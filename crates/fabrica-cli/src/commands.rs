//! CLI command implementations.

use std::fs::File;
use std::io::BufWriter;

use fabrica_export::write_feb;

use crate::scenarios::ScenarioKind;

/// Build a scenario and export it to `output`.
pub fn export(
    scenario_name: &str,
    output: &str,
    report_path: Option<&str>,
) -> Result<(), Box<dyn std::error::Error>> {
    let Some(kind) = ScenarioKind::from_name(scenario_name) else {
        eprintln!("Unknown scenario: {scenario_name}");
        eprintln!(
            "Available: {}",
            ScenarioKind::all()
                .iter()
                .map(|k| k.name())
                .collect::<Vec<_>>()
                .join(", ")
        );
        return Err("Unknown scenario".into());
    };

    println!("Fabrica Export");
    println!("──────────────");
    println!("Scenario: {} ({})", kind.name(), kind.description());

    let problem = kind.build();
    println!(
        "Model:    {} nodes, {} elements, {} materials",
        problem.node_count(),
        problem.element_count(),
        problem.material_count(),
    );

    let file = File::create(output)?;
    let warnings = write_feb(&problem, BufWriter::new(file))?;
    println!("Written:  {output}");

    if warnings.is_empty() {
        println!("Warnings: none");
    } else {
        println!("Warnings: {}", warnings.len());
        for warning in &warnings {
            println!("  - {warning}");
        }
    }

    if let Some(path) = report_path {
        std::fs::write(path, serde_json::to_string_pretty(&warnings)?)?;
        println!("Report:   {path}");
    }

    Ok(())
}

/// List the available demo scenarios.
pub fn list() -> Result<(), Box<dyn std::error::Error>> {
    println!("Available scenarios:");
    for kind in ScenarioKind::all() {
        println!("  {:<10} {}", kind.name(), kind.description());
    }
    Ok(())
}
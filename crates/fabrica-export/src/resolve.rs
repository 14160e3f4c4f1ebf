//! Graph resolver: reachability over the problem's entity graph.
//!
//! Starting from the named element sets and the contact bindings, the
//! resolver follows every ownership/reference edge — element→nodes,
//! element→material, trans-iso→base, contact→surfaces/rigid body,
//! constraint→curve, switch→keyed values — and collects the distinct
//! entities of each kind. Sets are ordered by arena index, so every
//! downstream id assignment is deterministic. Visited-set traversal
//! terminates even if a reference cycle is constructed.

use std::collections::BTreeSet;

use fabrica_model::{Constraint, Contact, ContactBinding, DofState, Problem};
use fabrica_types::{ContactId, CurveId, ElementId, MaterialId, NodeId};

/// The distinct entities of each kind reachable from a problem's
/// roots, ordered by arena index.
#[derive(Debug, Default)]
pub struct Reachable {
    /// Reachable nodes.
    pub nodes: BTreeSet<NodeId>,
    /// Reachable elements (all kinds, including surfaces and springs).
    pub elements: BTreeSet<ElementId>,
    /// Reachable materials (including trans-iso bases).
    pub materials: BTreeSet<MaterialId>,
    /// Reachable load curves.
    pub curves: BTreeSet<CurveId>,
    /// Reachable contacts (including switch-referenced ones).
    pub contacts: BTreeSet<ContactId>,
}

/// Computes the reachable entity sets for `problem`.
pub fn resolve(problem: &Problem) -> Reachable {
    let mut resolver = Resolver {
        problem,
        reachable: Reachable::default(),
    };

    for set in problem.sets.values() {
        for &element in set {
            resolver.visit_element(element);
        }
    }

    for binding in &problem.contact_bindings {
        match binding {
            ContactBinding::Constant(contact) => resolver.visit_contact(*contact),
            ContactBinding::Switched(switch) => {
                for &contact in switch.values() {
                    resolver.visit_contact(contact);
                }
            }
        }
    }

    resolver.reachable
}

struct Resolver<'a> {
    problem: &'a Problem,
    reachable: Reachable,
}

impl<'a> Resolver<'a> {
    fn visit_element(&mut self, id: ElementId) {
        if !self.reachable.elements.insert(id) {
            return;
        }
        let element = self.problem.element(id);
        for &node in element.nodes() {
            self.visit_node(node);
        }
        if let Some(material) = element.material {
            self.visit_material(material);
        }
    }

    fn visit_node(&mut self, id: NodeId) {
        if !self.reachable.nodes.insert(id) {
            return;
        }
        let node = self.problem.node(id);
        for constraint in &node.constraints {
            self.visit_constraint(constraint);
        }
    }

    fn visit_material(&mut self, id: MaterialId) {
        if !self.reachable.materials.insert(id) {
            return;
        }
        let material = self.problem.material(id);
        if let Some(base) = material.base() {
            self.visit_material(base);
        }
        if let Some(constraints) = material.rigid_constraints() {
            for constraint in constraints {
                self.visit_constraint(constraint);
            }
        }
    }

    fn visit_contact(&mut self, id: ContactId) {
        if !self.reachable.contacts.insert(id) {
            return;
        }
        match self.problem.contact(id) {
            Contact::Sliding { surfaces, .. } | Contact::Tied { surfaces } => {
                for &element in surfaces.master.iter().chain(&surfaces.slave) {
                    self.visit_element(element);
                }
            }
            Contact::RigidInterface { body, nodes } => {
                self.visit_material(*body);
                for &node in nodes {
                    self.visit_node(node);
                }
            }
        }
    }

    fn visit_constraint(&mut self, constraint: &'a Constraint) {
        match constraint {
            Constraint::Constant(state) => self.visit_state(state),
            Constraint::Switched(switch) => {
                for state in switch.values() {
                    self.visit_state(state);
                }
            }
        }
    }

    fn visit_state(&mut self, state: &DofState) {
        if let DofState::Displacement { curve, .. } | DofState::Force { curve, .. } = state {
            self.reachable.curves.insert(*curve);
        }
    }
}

▸ Task prompt: Search the records above for the word "every" and give the number of lines where it occurs, nothing else.

▸ Response area: 2